Will OpenAI pay scientific publishers for content by EOY 2025?

Will OpenAI make a deal to pay a major science publisher such as Elsevier for explicit access / training rights on their papers, before the end of 2025?

Closes at end of 2026 to allow for a one-year lag in when we learn about it. Resolves YES if such a deal has already taken place.

Vide this minor difference of guesses between myself (Yudkowsky) and Sabine Hossenfelder.

bought Ṁ50 NO

Is a settlement in response to an Elsevier lawsuit for $undisclosed a "deal"?

i would argue that it should be if the settlement includes a prospective licensing deal

Yeah, I'd say that if it includes a licensing deal then sure.

i hold this at 80-90%

  • openai will want as much data as possible, with good metadata and annotation, which supports them making deals

  • openai has already made data deals with other publishers (reddit, etc)

  • openai will make these deals no matter what to avoid content liability (just potentially at lower prices)

  • openai will benefit from delegating the task of keeping the pile updated to someone else

  • even a small number of unique items could justify the deal at the right price

  • new managers they hire will be more used to purchasing rather than building or collecting

against this is the idea that they really care to save the money because they could get the data elsewhere but i think this is less of a thing in a $100bn organization or they have other organizational focus and this is too hard to do now

opened a Ṁ50,000 NO at 75% order

I haven't recently looked in on what sort of torrents exist there, or how hard it would be to throw it somewhere in Common Crawl and make it look like an accident. But if they're sufficiently scared of legal consequences to not do that, I'd guess they won't pay either.

If you specifically want a somewhat comprehensive collection of new papers published since after sci-hub stopped uploading new papers, I'm not sure if there's anything. (If there is, someone please tell me!!!)

@jacksonpolack depends a little on the field but many authors upload their papers to preprint servers such as arxiv and hal

bought Ṁ20 NO

Would there be an incentive to do this rather than train on arxiv pre-prints or emailing the authors of desired papers en mass?

Was initially thinking that scraping papers is bad optics, but actually it might be worse to do public deals with scientific journals.

(Sabine Hossenfelder's tweet sums up how media would probably treat deals like this, i.e. "look at these journals selling researchers hard work and not giving them anything")

Good point, I wasn't even considering optics motivations

@GeorgeIngebretsen i sold my position after reading ur comment

@GeorgeIngebretsen What? OAI does not seem to care too much about optics.

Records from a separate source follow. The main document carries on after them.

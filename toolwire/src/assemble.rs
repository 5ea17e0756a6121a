//! Wiring from configuration to a serving session.

use std::num::NonZeroUsize;
use std::sync::Arc;

use thiserror::Error;
use tool_adapters::http::{HttpJsonClient, HttpJsonConfig};
use tool_builtins::builtin_registry;
use tool_config::ToolwireConfig;
use tool_kernel::protocol::ServerInfo;
use tool_kernel::{SchedulerConfig, ServeOptions, TaskScheduler, ToolDispatcher, ToolServer};
use tool_registry::ToolError;

/// Errors raised while assembling a server.
#[derive(Debug, Error)]
pub enum BuildError {
    /// A built-in tool could not be registered.
    #[error("failed to build tool registry: {0}")]
    Registry(#[from] ToolError),
    /// The tool listing could not be encoded.
    #[error("failed to encode tool listing: {0}")]
    Listing(#[from] serde_json::Error),
    /// `server.max_in_flight` was zero.
    #[error("server.max_in_flight must be at least 1")]
    ZeroConcurrency,
}

/// Builds the dispatcher for the built-in tools described by `config`.
///
/// # Errors
///
/// Returns [`BuildError`] when registration or listing encoding fails.
pub fn build_dispatcher(config: &ToolwireConfig) -> Result<ToolDispatcher, BuildError> {
    let http = HttpJsonConfig::new().with_timeout(config.remote_lookup.timeout());
    let fetcher = Arc::new(HttpJsonClient::new(&http));
    let registry = builtin_registry(fetcher, config.remote_lookup.url.clone())?;

    let info = ServerInfo::new(config.server.name.clone(), config.server.version.clone());
    let dispatcher = ToolDispatcher::new(Arc::new(registry), info)?
        .with_protocol_version(config.server.protocol_version.clone());
    Ok(dispatcher)
}

/// Builds a serving session for the built-in tools described by `config`.
///
/// # Errors
///
/// Returns [`BuildError`] when the dispatcher cannot be built or the
/// concurrency limit is zero.
pub fn build_server(config: &ToolwireConfig) -> Result<ToolServer<ToolDispatcher>, BuildError> {
    let dispatcher = build_dispatcher(config)?;
    let max_in_flight =
        NonZeroUsize::new(config.server.max_in_flight).ok_or(BuildError::ZeroConcurrency)?;
    let options = ServeOptions::default()
        .with_max_frame_bytes(config.server.max_frame_bytes)
        .with_shutdown_grace(config.server.shutdown_grace());

    Ok(ToolServer::new(
        Arc::new(dispatcher),
        TaskScheduler::new(SchedulerConfig::new(max_in_flight)),
        options,
    ))
}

As far as I can tell, they correctly rate such small factors like “makes deals with sci journals” as v unimportant compared to making their product that much better.

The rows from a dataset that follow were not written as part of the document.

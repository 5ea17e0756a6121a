//! Line-delimited JSON-RPC tool server SDK facade.
//!
//! Bundles the workspace crates behind feature flags. With the default
//! features, [`build_server`] turns a [`config::ToolwireConfig`] into a ready
//! [`kernel::ToolServer`] serving the built-in tools.

#![warn(missing_docs, clippy::pedantic)]

/// Re-export shared primitives for convenience.
pub use tool_primitives as primitives;

/// Tool descriptors, schemas and the registry.
pub use tool_registry as registry;

/// Wire codec, dispatcher and serve loop (enabled by `kernel` feature).
#[cfg(feature = "kernel")]
pub use tool_kernel as kernel;

/// Outbound HTTP adapters (enabled by `adapters` feature).
#[cfg(feature = "adapters")]
pub use tool_adapters as adapters;

/// Built-in tools (enabled by `builtins` feature).
#[cfg(feature = "builtins")]
pub use tool_builtins as builtins;

/// Tracing setup (enabled by `telemetry` feature).
#[cfg(feature = "telemetry")]
pub use tool_telemetry as telemetry;

/// Configuration loading (enabled by `config` feature).
#[cfg(feature = "config")]
pub use tool_config as config;

#[cfg(all(feature = "kernel", feature = "builtins", feature = "config"))]
mod assemble;

#[cfg(all(feature = "kernel", feature = "builtins", feature = "config"))]
pub use assemble::{BuildError, build_dispatcher, build_server};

It may seem important to you, but to the vast majority of people, it won’t make them more or less outraged at “Big Tech”.

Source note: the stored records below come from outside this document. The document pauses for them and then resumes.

//! Static registry of tool descriptors and their handlers.

use std::collections::HashMap;
use std::future::Future;
use std::sync::Arc;

use async_trait::async_trait;
use serde::Serialize;
use serde_json::{Map, Value};
use thiserror::Error;
use tool_primitives::ToolName;

use crate::schema::{InputSchema, SchemaError, ValidatedArguments};

/// Result alias for tool operations.
pub type ToolResult<T> = Result<T, ToolError>;

/// Immutable description of a registered tool, as advertised to callers.
#[derive(Clone, Debug, Serialize, PartialEq, Eq)]
pub struct ToolDescriptor {
    name: ToolName,
    description: String,
    #[serde(rename = "inputSchema")]
    input_schema: InputSchema,
}

impl ToolDescriptor {
    /// Creates a descriptor with an empty input schema.
    ///
    /// # Errors
    ///
    /// Returns [`ToolError::InvalidMetadata`] if the name is not a valid tool
    /// name or the description is blank.
    pub fn new(name: impl Into<String>, description: impl Into<String>) -> ToolResult<Self> {
        let name = ToolName::new(name)?;

        let description = description.into();
        if description.trim().is_empty() {
            return Err(ToolError::InvalidMetadata {
                reason: format!("tool `{name}` needs a description"),
            });
        }

        Ok(Self {
            name,
            description,
            input_schema: InputSchema::empty(),
        })
    }

    /// Sets the declared input schema.
    #[must_use]
    pub fn with_input_schema(mut self, input_schema: InputSchema) -> Self {
        self.input_schema = input_schema;
        self
    }

    /// Returns the tool name.
    #[must_use]
    pub fn name(&self) -> &ToolName {
        &self.name
    }

    /// Returns the human-readable description.
    #[must_use]
    pub fn description(&self) -> &str {
        &self.description
    }

    /// Returns the declared input schema.
    #[must_use]
    pub fn input_schema(&self) -> &InputSchema {
        &self.input_schema
    }
}

/// Trait implemented by tool executors.
///
/// Handlers receive arguments that have already passed the tool's schema.
#[async_trait]
pub trait Tool: Send + Sync {
    /// Invokes the tool, returning its JSON result.
    async fn invoke(&self, arguments: ValidatedArguments) -> ToolResult<Value>;
}

#[async_trait]
impl<F, Fut> Tool for F
where
    F: Send + Sync + Fn(ValidatedArguments) -> Fut,
    Fut: Future<Output = ToolResult<Value>> + Send,
{
    async fn invoke(&self, arguments: ValidatedArguments) -> ToolResult<Value> {
        (self)(arguments).await
    }
}

/// A registered tool: its descriptor bound to its executor.
#[derive(Clone)]
pub struct ToolHandle {
    descriptor: ToolDescriptor,
    executor: Arc<dyn Tool>,
}

impl std::fmt::Debug for ToolHandle {
    fn fmt(&self, f: &mut std::fmt::Formatter<'_>) -> std::fmt::Result {
        f.debug_struct("ToolHandle")
            .field("name", &self.descriptor.name)
            .finish_non_exhaustive()
    }
}

impl ToolHandle {
    /// Returns the associated descriptor.
    #[must_use]
    pub fn descriptor(&self) -> &ToolDescriptor {
        &self.descriptor
    }

    /// Checks raw arguments against the tool's declared schema.
    ///
    /// # Errors
    ///
    /// Returns [`SchemaError`] naming every offending field.
    pub fn validate(&self, arguments: Map<String, Value>) -> Result<ValidatedArguments, SchemaError> {
        self.descriptor.input_schema.validate(arguments)
    }

    /// Executes the underlying tool implementation.
    ///
    /// # Errors
    ///
    /// Propagates any [`ToolError`] returned by the implementation.
    pub async fn invoke(&self, arguments: ValidatedArguments) -> ToolResult<Value> {
        self.executor.invoke(arguments).await
    }
}

/// Read-only registry of tools, keyed by unique name.
///
/// Built once through [`ToolRegistry::builder`]; there is no way to add or
/// remove tools afterwards, so the registry can be shared without locking.
pub struct ToolRegistry {
    entries: Vec<ToolHandle>,
    index: HashMap<String, usize>,
}

impl std::fmt::Debug for ToolRegistry {
    fn fmt(&self, f: &mut std::fmt::Formatter<'_>) -> std::fmt::Result {
        let names: Vec<_> = self
            .entries
            .iter()
            .map(|entry| entry.descriptor.name.as_str())
            .collect();
        f.debug_struct("ToolRegistry")
            .field("registered", &names)
            .finish()
    }
}

impl ToolRegistry {
    /// Starts assembling a registry.
    #[must_use]
    pub fn builder() -> ToolRegistryBuilder {
        ToolRegistryBuilder::default()
    }

    /// Lists the descriptors of all registered tools in registration order.
    #[must_use]
    pub fn list(&self) -> Vec<&ToolDescriptor> {
        self.entries.iter().map(ToolHandle::descriptor).collect()
    }

    /// Returns the tool registered under `name`, if any.
    #[must_use]
    pub fn find(&self, name: &str) -> Option<&ToolHandle> {
        self.index.get(name).map(|&slot| &self.entries[slot])
    }

    /// Number of registered tools.
    #[must_use]
    pub fn len(&self) -> usize {
        self.entries.len()
    }

    /// Returns `true` if no tools are registered.
    #[must_use]
    pub fn is_empty(&self) -> bool {
        self.entries.is_empty()
    }
}

/// Startup-time builder for [`ToolRegistry`].
#[derive(Default)]
pub struct ToolRegistryBuilder {
    entries: Vec<ToolHandle>,
    index: HashMap<String, usize>,
}

impl ToolRegistryBuilder {
    /// Registers a tool implementation.
    ///
    /// # Errors
    ///
    /// Returns [`ToolError::DuplicateTool`] if the name is already present.
    pub fn register<T>(mut self, descriptor: ToolDescriptor, tool: T) -> ToolResult<Self>
    where
        T: Tool + 'static,
    {
        let name = descriptor.name.as_str().to_owned();
        if self.index.contains_key(&name) {
            return Err(ToolError::DuplicateTool { name });
        }

        self.index.insert(name, self.entries.len());
        self.entries.push(ToolHandle {
            descriptor,
            executor: Arc::new(tool),
        });

        Ok(self)
    }

    /// Freezes the registry.
    #[must_use]
    pub fn build(self) -> ToolRegistry {
        ToolRegistry {
            entries: self.entries,
            index: self.index,
        }
    }
}

/// Errors produced by tool registration and invocation.
#[derive(Debug, Error)]
pub enum ToolError {
    /// Tool metadata failed validation.
    #[error("invalid tool metadata: {reason}")]
    InvalidMetadata {
        /// Human-readable reason for rejection.
        reason: String,
    },

    /// Tool name collided with an existing registration.
    #[error("tool `{name}` is already registered")]
    DuplicateTool {
        /// Name of the offending tool.
        name: String,
    },

    /// Tool execution failed.
    #[error("tool execution failed: {reason}")]
    Execution {
        /// Human-readable error returned by the tool implementation.
        reason: String,
    },
}

impl ToolError {
    /// Creates an execution error from the supplied reason.
    #[must_use]
    pub fn execution(reason: impl Into<String>) -> Self {
        Self::Execution {
            reason: reason.into(),
        }
    }
}

impl From<tool_primitives::Error> for ToolError {
    fn from(err: tool_primitives::Error) -> Self {
        Self::InvalidMetadata {
            reason: err.to_string(),
        }
    }
}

Great point. I guess even the new york times lawsuit didn't seem to matter much? Not to mention how much more coverage there will be as models become more capable.

I agree training data optics are just a drop in the bucket (and if oai actually builds what its set out to build, eventually a completely insignificant detail). My og comment was more about trying to figure out the sign value of the optics of paying for journal data. Though, after some thought, I realize optics are a very negligible factor in if oai would make that deal.